::: DATA FOR PROCESSING

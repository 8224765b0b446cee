// SPDX-FileCopyrightText: 2026 ActionHub Contributors
// SPDX-License-Identifier: MIT OR Apache-2.0

//! Error types for the ActionHub plugin engine.

use strum::Display;
use thiserror::Error;

use crate::types::FieldError;

/// The primary error type used across the registry, validator, and engine.
#[derive(Debug, Error)]
pub enum ActionHubError {
    /// A schema was requested for an unknown service/plugin pair.
    #[error("no configuration schema for plugin `{plugin_id}` in service `{service_id}`")]
    SchemaNotFound {
        service_id: String,
        plugin_id: String,
    },

    /// The engine could not resolve the plugin to execute.
    #[error("plugin `{plugin_id}` not found in service `{service_id}`")]
    PluginNotFound {
        service_id: String,
        plugin_id: String,
    },

    /// Configuration data failed schema checks. Field errors are ordered.
    #[error("configuration rejected with {} field error(s)", .0.len())]
    Validation(Vec<FieldError>),

    /// The plugin's run phase failed.
    #[error("plugin runtime error: {message}")]
    Runtime {
        message: String,
        source: Option<Box<dyn std::error::Error + Send + Sync>>,
    },

    /// A remote microservice could not be reached or answered with an error.
    #[error("remote execution error: {message}")]
    Remote {
        message: String,
        status: Option<u16>,
        source: Option<Box<dyn std::error::Error + Send + Sync>>,
    },

    /// The caller cancelled the invocation while a phase was pending.
    #[error("execution cancelled during {phase}")]
    Cancelled { phase: String },

    /// Registry assembly rejected a descriptor (duplicate id, bad init data).
    #[error("registry error: {0}")]
    Registry(String),

    /// A configuration schema could not be compiled into a validator.
    #[error("invalid schema: {0}")]
    Schema(String),

    /// Process configuration errors.
    #[error("configuration error: {0}")]
    Config(String),

    /// Internal or unexpected errors.
    #[error("internal error: {0}")]
    Internal(String),
}

impl ActionHubError {
    /// Builds a runtime error with no underlying source.
    pub fn runtime(message: impl Into<String>) -> Self {
        ActionHubError::Runtime {
            message: message.into(),
            source: None,
        }
    }

    /// Builds a validation error carrying a single field error.
    pub fn invalid_field(field: FieldError) -> Self {
        ActionHubError::Validation(vec![field])
    }

    /// Returns the field errors if this is a validation failure.
    pub fn field_errors(&self) -> Option<&[FieldError]> {
        match self {
            ActionHubError::Validation(errors) => Some(errors),
            _ => None,
        }
    }

    /// Returns true for both flavours of "unknown service/plugin".
    pub fn is_not_found(&self) -> bool {
        matches!(
            self,
            ActionHubError::SchemaNotFound { .. } | ActionHubError::PluginNotFound { .. }
        )
    }

    /// Classifies the error for transport mapping.
    pub fn category(&self) -> ErrorCategory {
        match self {
            ActionHubError::SchemaNotFound { .. } | ActionHubError::PluginNotFound { .. } => {
                ErrorCategory::NotFound
            }
            ActionHubError::Validation(_) => ErrorCategory::Unprocessable,
            ActionHubError::Runtime { .. } | ActionHubError::Remote { .. } => {
                ErrorCategory::Runtime
            }
            ActionHubError::Cancelled { .. } => ErrorCategory::Cancelled,
            ActionHubError::Registry(_)
            | ActionHubError::Schema(_)
            | ActionHubError::Config(_)
            | ActionHubError::Internal(_) => ErrorCategory::Internal,
        }
    }
}

/// Transport-agnostic classification of an [`ActionHubError`].
#[derive(Debug, Clone, Copy, PartialEq, Eq, Display)]
#[strum(serialize_all = "snake_case")]
pub enum ErrorCategory {
    /// Unknown service or plugin on an operation that requires one.
    NotFound,
    /// Input was rejected by a schema; the caller can resubmit.
    Unprocessable,
    /// The plugin itself failed.
    Runtime,
    /// The caller abandoned the invocation.
    Cancelled,
    /// Anything else.
    Internal,
}

impl ErrorCategory {
    /// HTTP-equivalent status code for this category.
    pub fn status_code(self) -> u16 {
        match self {
            ErrorCategory::NotFound => 404,
            ErrorCategory::Unprocessable => 422,
            ErrorCategory::Runtime => 500,
            ErrorCategory::Cancelled => 499,
            ErrorCategory::Internal => 500,
        }
    }
}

::::::

TO DO ->
Which lines in the records above include the word "SPDX"? Copy them out.

RESPONSE TO THE EXERCISE ->
// SPDX-FileCopyrightText: 2026 ActionHub Contributors
// SPDX-License-Identifier: MIT OR Apache-2.0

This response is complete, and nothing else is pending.